START GIVEN DATA

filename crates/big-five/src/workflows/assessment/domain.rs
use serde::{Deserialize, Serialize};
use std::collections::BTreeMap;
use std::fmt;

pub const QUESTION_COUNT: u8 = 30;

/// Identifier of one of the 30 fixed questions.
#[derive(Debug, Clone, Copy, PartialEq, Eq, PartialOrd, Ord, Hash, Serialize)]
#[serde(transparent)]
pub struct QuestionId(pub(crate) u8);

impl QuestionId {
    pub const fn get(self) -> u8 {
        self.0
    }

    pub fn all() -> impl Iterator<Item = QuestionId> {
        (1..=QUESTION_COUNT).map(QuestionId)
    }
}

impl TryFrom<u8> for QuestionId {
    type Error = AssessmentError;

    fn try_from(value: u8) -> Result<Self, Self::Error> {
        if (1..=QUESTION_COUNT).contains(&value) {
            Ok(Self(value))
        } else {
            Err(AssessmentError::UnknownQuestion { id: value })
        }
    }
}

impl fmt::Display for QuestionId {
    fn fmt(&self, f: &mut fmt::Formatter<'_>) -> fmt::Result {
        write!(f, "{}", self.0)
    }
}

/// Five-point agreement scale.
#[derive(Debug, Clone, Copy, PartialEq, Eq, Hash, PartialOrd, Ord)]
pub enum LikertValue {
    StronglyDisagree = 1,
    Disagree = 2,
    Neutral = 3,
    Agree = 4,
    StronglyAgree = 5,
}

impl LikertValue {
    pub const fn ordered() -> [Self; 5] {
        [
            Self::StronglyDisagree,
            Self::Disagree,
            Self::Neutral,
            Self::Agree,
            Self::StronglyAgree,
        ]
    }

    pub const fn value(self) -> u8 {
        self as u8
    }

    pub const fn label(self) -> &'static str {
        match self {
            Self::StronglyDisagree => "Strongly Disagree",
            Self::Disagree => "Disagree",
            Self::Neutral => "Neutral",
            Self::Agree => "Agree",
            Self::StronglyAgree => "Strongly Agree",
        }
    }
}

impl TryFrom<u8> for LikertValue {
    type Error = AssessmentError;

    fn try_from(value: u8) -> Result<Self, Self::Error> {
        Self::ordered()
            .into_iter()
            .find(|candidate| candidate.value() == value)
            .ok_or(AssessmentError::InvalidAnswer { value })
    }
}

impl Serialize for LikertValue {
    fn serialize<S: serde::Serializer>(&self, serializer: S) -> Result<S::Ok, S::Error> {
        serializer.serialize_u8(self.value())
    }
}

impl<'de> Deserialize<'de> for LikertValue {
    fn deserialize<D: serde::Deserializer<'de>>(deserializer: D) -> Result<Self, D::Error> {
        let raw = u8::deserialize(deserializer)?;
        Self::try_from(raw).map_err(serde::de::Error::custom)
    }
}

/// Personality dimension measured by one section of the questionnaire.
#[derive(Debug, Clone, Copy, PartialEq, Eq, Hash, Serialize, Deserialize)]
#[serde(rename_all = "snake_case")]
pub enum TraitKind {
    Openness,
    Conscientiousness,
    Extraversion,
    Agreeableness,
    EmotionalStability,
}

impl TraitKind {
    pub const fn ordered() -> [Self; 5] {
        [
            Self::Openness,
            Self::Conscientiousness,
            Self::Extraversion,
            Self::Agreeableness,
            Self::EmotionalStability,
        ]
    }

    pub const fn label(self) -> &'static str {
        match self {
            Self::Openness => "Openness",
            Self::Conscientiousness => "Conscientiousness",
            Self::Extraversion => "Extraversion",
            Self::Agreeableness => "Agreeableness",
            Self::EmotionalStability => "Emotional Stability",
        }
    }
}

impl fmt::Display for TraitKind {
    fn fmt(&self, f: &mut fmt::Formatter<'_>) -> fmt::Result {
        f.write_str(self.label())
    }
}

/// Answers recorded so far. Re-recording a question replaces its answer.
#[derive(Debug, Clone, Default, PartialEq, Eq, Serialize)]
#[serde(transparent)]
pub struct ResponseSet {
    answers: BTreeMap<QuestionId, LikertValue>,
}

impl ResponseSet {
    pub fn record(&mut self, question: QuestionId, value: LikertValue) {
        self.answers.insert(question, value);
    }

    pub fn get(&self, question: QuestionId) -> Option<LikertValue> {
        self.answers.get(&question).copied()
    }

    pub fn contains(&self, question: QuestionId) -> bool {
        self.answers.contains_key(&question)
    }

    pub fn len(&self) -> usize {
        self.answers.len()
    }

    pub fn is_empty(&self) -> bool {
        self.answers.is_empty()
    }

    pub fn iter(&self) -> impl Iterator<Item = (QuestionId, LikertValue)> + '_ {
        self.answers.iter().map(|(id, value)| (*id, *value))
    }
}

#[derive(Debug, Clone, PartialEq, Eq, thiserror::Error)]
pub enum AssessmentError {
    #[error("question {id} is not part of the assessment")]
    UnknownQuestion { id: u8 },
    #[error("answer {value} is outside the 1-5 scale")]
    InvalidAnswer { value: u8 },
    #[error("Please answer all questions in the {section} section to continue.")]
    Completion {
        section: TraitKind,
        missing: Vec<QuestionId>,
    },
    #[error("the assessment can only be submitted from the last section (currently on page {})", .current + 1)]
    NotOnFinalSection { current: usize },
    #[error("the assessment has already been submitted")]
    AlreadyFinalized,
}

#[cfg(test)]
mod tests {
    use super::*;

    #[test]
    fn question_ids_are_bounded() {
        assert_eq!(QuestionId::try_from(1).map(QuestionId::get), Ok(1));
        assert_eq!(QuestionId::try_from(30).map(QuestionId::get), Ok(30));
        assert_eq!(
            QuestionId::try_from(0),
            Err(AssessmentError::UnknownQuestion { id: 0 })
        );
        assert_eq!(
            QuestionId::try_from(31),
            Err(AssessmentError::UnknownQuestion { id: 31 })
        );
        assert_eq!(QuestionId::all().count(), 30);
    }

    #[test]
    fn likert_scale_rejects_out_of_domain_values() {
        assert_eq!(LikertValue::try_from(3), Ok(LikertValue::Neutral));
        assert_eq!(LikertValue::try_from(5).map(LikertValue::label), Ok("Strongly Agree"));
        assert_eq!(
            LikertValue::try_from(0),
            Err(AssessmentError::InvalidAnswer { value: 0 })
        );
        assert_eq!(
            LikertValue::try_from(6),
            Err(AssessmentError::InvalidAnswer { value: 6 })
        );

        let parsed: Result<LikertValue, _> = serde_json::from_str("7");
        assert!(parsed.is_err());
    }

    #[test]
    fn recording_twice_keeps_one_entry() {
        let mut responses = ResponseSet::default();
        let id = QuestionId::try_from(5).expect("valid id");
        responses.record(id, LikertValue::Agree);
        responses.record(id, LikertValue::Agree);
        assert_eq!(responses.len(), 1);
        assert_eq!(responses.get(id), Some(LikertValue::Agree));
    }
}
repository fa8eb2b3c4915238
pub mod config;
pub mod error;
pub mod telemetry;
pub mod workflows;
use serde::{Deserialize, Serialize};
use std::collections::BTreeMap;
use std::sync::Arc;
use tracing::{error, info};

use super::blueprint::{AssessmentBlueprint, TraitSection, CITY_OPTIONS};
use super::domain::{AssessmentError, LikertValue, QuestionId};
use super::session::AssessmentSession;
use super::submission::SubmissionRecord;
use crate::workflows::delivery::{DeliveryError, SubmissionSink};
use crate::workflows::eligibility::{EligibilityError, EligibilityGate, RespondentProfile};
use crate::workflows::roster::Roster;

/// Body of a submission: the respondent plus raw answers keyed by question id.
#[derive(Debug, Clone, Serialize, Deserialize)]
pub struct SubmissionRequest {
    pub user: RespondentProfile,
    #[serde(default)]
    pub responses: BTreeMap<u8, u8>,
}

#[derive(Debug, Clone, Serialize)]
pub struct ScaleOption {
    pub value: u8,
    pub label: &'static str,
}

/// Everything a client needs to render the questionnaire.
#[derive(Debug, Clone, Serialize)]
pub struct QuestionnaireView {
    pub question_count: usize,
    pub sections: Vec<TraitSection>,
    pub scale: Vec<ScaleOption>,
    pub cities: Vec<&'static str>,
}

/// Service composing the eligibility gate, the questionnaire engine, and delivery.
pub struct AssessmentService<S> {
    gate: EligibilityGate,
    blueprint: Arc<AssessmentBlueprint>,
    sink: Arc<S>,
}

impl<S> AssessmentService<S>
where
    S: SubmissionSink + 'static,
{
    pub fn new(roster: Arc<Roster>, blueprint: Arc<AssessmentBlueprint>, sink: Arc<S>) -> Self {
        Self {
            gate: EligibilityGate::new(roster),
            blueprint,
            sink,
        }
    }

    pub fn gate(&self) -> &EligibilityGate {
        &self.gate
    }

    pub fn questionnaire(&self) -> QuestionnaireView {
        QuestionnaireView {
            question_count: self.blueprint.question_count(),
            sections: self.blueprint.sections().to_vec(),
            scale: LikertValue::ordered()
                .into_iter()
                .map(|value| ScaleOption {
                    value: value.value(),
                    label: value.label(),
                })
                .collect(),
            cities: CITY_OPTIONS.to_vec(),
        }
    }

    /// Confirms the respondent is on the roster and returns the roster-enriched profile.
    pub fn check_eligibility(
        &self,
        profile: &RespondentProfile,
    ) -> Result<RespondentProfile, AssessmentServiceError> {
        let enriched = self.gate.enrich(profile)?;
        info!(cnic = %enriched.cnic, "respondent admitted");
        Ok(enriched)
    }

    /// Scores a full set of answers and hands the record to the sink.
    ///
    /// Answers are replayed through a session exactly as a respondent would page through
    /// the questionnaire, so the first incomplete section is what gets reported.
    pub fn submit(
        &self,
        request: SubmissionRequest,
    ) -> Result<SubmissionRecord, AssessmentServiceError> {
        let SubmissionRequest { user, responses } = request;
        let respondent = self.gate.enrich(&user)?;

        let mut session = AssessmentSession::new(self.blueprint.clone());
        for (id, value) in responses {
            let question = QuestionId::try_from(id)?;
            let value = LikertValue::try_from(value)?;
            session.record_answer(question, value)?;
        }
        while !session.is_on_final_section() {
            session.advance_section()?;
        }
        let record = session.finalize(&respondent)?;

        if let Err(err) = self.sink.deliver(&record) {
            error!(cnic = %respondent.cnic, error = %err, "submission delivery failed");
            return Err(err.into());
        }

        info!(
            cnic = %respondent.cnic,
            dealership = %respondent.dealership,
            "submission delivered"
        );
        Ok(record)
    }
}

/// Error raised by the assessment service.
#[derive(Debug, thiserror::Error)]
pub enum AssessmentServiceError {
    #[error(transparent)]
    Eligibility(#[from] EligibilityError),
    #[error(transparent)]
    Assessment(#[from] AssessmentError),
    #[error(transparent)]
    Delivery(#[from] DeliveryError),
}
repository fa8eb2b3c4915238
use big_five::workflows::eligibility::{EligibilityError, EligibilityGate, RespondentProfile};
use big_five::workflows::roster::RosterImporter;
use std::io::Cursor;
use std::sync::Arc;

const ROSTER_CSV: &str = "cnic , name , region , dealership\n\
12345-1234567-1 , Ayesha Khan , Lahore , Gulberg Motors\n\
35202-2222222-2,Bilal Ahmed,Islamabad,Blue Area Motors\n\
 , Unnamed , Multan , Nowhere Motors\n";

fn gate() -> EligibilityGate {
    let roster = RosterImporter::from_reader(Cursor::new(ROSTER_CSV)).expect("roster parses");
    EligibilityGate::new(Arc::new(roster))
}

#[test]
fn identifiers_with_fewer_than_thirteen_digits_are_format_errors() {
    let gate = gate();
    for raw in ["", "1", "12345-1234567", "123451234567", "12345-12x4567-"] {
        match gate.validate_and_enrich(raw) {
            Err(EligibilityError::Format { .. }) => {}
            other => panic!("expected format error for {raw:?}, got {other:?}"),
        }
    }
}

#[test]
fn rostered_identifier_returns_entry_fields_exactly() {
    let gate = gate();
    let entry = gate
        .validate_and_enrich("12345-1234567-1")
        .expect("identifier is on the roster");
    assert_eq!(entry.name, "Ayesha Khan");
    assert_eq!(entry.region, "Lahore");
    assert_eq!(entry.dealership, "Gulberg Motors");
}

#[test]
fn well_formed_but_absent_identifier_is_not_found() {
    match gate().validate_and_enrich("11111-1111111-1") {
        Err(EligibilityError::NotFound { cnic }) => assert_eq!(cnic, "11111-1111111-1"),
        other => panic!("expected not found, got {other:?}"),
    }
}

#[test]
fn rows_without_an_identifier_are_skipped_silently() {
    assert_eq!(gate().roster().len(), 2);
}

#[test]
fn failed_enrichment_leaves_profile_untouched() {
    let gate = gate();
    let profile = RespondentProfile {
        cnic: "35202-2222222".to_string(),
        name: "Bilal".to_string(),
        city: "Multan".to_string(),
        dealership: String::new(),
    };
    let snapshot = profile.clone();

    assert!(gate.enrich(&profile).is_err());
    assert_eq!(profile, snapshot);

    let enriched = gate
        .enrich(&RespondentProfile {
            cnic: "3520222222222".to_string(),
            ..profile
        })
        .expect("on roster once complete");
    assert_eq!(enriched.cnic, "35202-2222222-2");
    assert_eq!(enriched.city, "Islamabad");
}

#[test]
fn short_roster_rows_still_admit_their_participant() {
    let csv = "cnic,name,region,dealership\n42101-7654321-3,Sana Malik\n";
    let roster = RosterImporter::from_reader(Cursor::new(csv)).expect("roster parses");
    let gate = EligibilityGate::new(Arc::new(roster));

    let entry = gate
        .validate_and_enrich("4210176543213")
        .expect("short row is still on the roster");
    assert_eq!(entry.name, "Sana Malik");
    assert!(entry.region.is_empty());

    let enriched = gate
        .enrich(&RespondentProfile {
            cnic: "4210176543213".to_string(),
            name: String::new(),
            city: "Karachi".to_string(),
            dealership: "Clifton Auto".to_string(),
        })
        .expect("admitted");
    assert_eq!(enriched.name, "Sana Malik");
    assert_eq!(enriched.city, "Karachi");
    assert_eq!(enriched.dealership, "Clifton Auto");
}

END GIVEN DATA
START GIVEN DATA

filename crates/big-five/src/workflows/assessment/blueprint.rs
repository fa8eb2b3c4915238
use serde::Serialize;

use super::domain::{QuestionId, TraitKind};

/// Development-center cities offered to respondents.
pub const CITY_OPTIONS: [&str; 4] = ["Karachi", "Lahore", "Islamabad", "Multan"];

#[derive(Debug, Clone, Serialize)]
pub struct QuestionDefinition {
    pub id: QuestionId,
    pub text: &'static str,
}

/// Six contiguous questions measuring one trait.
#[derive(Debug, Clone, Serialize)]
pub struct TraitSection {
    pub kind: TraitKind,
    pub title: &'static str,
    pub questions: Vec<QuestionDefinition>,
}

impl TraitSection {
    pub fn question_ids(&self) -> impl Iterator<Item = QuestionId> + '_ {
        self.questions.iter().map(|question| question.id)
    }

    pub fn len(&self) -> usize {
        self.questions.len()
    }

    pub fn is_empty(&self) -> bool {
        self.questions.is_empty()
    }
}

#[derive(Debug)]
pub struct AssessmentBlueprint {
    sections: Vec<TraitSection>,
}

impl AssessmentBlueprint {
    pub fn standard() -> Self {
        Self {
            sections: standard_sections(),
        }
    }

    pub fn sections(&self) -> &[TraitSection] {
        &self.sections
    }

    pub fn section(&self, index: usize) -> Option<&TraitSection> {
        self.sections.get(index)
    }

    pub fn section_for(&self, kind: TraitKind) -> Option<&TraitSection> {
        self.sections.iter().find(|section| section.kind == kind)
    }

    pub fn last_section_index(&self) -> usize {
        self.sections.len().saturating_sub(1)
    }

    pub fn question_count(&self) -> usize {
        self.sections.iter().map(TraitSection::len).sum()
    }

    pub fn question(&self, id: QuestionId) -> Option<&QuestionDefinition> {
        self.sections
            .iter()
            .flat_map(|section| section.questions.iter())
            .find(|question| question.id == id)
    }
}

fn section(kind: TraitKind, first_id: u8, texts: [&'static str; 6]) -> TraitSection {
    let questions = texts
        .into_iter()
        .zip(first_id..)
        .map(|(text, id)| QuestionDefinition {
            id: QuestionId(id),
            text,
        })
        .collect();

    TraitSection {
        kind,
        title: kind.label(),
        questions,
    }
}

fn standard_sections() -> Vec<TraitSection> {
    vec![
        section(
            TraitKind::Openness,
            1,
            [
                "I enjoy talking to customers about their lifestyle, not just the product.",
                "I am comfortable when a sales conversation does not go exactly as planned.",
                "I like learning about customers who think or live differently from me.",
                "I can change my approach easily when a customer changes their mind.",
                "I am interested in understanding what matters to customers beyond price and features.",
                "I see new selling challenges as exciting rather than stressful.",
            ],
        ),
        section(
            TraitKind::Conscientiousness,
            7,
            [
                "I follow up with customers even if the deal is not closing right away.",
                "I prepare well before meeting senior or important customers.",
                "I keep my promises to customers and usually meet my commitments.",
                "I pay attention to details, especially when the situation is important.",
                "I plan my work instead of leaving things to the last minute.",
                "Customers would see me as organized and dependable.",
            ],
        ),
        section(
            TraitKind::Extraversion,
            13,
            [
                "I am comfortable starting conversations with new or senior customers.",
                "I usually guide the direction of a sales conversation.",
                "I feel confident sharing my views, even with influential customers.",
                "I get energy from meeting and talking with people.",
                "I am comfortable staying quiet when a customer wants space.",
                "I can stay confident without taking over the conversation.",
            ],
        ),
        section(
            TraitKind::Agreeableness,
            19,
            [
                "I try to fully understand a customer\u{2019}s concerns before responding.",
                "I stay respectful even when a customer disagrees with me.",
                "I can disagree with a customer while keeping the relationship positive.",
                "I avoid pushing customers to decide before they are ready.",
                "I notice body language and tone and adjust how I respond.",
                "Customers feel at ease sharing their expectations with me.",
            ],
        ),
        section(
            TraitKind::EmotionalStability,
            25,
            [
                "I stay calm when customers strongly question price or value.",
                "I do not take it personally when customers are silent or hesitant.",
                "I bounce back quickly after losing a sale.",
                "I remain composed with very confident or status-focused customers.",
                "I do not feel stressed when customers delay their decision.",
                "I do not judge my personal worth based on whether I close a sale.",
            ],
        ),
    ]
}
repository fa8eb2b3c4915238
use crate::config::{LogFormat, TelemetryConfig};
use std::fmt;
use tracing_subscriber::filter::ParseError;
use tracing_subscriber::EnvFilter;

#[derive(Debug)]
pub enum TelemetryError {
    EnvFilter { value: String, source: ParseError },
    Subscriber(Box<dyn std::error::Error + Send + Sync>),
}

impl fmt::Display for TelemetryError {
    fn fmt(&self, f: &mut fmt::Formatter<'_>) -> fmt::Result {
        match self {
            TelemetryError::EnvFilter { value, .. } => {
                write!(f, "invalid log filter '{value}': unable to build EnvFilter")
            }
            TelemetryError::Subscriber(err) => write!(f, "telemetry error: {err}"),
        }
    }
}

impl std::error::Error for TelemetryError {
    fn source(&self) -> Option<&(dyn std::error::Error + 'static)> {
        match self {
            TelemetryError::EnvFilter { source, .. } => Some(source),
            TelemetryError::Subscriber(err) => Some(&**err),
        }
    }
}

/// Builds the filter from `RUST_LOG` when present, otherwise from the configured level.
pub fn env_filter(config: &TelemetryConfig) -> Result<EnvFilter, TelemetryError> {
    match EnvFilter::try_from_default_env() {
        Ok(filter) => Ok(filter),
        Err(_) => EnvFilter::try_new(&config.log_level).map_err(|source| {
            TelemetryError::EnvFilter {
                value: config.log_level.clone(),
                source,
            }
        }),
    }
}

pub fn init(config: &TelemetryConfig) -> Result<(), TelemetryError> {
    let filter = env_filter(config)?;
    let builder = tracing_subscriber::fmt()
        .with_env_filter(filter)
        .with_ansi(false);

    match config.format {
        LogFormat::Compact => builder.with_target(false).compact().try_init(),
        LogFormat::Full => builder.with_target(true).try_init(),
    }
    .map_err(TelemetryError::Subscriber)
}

END GIVEN DATA

For every line above with the word "Sana" in it, make a copy.

◆ **FINAL ANSWER**
    let csv = "cnic,name,region,dealership\n42101-7654321-3,Sana Malik\n";
    assert_eq!(entry.name, "Sana Malik");
    assert_eq!(enriched.name, "Sana Malik");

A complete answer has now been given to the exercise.